Engstrom starts with the facts. In the U.S., millions of car crashes each year generate upward of 30,000 fatalities and countless injuries. Only heart disease and cancer account for more life-years lost, and the toll is particularly severe for teens and young adults. On the litigation side, many more lawsuits are filed, and more dollars paid out, for car accidents than for any other type of accident. Car wrecks also appear to generate a higher percentage of frivolous or at least overstated claims—think here of the stereotypical “whiplash” plaintiff. Thanks to the presence of settlement formulae established by repeat players, including plaintiffs’ lawyers and insurance adjusters, these suits tend to be resolved quickly and cheaply. When trials happen, they are brief and straightforward. Car accident plaintiffs who go to trial win more than half the time but generally recover modest amounts—$16,000 on average.
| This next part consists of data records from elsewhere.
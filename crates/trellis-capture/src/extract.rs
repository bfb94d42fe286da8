//! Core page extraction

use crate::config::CaptureConfig;
use crate::content_type;
use crate::eligibility;
use crate::error::CaptureRejection;
use crate::language;
use scraper::{ElementRef, Html, Selector};
use std::time::{SystemTime, UNIX_EPOCH};
use tracing::debug;
use trellis_domain::{CapturedContent, PageMetadata};

/// Pages under this many words are discarded outright, before the
/// configurable persistence-time minimum is even consulted.
pub const HARD_MIN_WORDS: usize = 50;

// Semantic content containers, most specific first.
const CONTENT_SELECTORS: &[&str] = &[
    "article",
    "main",
    r#"[role="main"]"#,
    ".post-content",
    ".article-content",
    ".entry-content",
    ".post-body",
    ".markdown-body",
    ".story-body",
    "#content",
    ".content",
];

// Subtrees never worth reading.
const EXCLUDED_TAGS: &[&str] = &[
    "script", "style", "noscript", "template", "iframe", "svg", "canvas", "nav", "form",
    "button", "footer", "aside",
];

// Class/id markers for junk containers.
const JUNK_MARKERS: &[&str] = &[
    "advert", "sponsor", "social", "share", "comment", "sidebar", "popup", "breadcrumb",
];

// Additional markers applied only on the whole-body fallback path, where
// nothing semantic narrowed the scope for us.
const AGGRESSIVE_JUNK_MARKERS: &[&str] =
    &["promo", "newsletter", "cookie", "banner", "subscribe", "signup"];

fn sel(s: &str) -> Selector {
    Selector::parse(s).expect("static selector parses")
}

fn collapse_whitespace(s: &str) -> String {
    s.split_whitespace().collect::<Vec<_>>().join(" ")
}

fn word_count(s: &str) -> usize {
    s.split_whitespace().count()
}

fn is_excluded(el: &ElementRef, aggressive: bool) -> bool {
    let element = el.value();
    if EXCLUDED_TAGS.contains(&element.name()) {
        return true;
    }

    let id = element.id().unwrap_or("").to_lowercase();
    let classes: Vec<String> = element.classes().map(|c| c.to_lowercase()).collect();

    // "ad"/"ads" are matched as whole tokens; substring matching would also
    // catch "header" and "shadow".
    if classes.iter().any(|c| c == "ad" || c == "ads") || id == "ad" || id == "ads" {
        return true;
    }

    let marked = |marker: &str| classes.iter().any(|c| c.contains(marker)) || id.contains(marker);
    if JUNK_MARKERS.iter().any(|m| marked(m)) {
        return true;
    }
    aggressive && AGGRESSIVE_JUNK_MARKERS.iter().any(|m| marked(m))
}

// Walks the subtree and concatenates text nodes, skipping excluded branches.
// Operates on the parsed document only; the caller's HTML is never touched.
fn collect_text(el: ElementRef, aggressive: bool, out: &mut String) {
    for child in el.children() {
        if let Some(text) = child.value().as_text() {
            out.push_str(text);
            out.push(' ');
        } else if let Some(child_el) = ElementRef::wrap(child) {
            if !is_excluded(&child_el, aggressive) {
                collect_text(child_el, aggressive, out);
            }
        }
    }
}

fn clean_text(el: ElementRef, aggressive: bool) -> String {
    let mut out = String::new();
    collect_text(el, aggressive, &mut out);
    collapse_whitespace(&out)
}

// Social-card metadata, then first heading, then the document title.
fn resolve_title(doc: &Html) -> Option<String> {
    for meta in [r#"meta[property="og:title"]"#, r#"meta[name="twitter:title"]"#] {
        if let Some(el) = doc.select(&sel(meta)).next() {
            if let Some(content) = el.value().attr("content") {
                let title = collapse_whitespace(content);
                if !title.is_empty() {
                    return Some(title);
                }
            }
        }
    }
    for heading in ["h1", "title"] {
        if let Some(el) = doc.select(&sel(heading)).next() {
            let title = collapse_whitespace(&el.text().collect::<String>());
            if !title.is_empty() {
                return Some(title);
            }
        }
    }
    None
}

fn resolve_body(doc: &Html, config: &CaptureConfig) -> Option<String> {
    // 1. First semantic container with a substantial amount of text.
    for selector in CONTENT_SELECTORS {
        if let Some(el) = doc.select(&sel(selector)).next() {
            let text = clean_text(el, false);
            if word_count(&text) >= HARD_MIN_WORDS {
                debug!(selector, "body resolved from semantic container");
                return Some(text);
            }
        }
    }

    // 2. Score paragraphs by word count, keep the top N in document order.
    let mut scored: Vec<(usize, usize, String)> = doc
        .select(&sel("p"))
        .enumerate()
        .map(|(position, el)| {
            let text = clean_text(el, false);
            (word_count(&text), position, text)
        })
        .filter(|(words, _, _)| *words > 0)
        .collect();
    scored.sort_by(|a, b| b.0.cmp(&a.0));

    let mut top: Vec<(usize, String)> = scored
        .into_iter()
        .take(config.top_paragraph_count)
        .map(|(_, position, text)| (position, text))
        .collect();
    top.sort_by_key(|(position, _)| *position);

    let joined = top
        .into_iter()
        .map(|(_, text)| text)
        .collect::<Vec<_>>()
        .join(" ");
    if word_count(&joined) >= HARD_MIN_WORDS {
        debug!("body resolved from top-scored paragraphs");
        return Some(joined);
    }

    // 3. Whole body with aggressive junk removal.
    let body = doc.select(&sel("body")).next()?;
    let text = clean_text(body, true);
    if text.is_empty() {
        None
    } else {
        Some(text)
    }
}

/// Capture a page: eligibility, extraction, cleaning, validity, classification.
///
/// Pure over its inputs apart from reading the clock; never blocks on I/O and
/// never mutates the passed HTML.
pub fn capture_page(
    url: &str,
    html: &str,
    config: &CaptureConfig,
) -> Result<CapturedContent, CaptureRejection> {
    let parsed = eligibility::check_url(url, config)?;
    let domain = parsed.host_str().unwrap_or_default().to_string();

    let doc = Html::parse_document(html);
    let title = resolve_title(&doc).unwrap_or_else(|| domain.clone());
    let text = resolve_body(&doc, config).ok_or(CaptureRejection::EmptyBody)?;

    let words = word_count(&text);
    if words < HARD_MIN_WORDS {
        return Err(CaptureRejection::TooShort {
            words,
            min: HARD_MIN_WORDS,
        });
    }
    if !language::looks_natural(&text) {
        return Err(CaptureRejection::NotNaturalLanguage);
    }

    let content_type = content_type::classify(&title, &text, &domain);
    let captured_at = SystemTime::now()
        .duration_since(UNIX_EPOCH)
        .unwrap()
        .as_secs();

    Ok(CapturedContent {
        url: url.to_string(),
        title,
        text,
        captured_at,
        metadata: PageMetadata {
            domain,
            content_type: content_type.to_string(),
            word_count: words,
        },
    })
}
So the first lesson is that, even within the domain of accident law, suits for car crashes operate in distinctive ways. The second moral of the story, for Engstrom, has to do with tort reform. Roughly half a century after workers’ compensation statutes displaced a great deal of negligence litigation over workplace accidents, the next great step was supposed to come in the form of auto no-fault. However, after some enthusiasm and successes in the early 1970s, the movement stalled. With due credit to Gary Schwartz, Engstrom first notes that no-fault’s failure to sweep the nation was nonetheless important to the development of negligence doctrine: in an effort to weaken the campaign for no-fault, auto insurers dropped their resistance to the shift from contributory negligence to comparative fault. She then entertains an intriguing counterfactual. Suppose auto no-fault had taken root nationally. Along with workers’ compensation, would this have spelled the death knell for tort law as we know it? What would have counseled against the adoption of similar plans for medical errors, slips and falls, and product-related injuries?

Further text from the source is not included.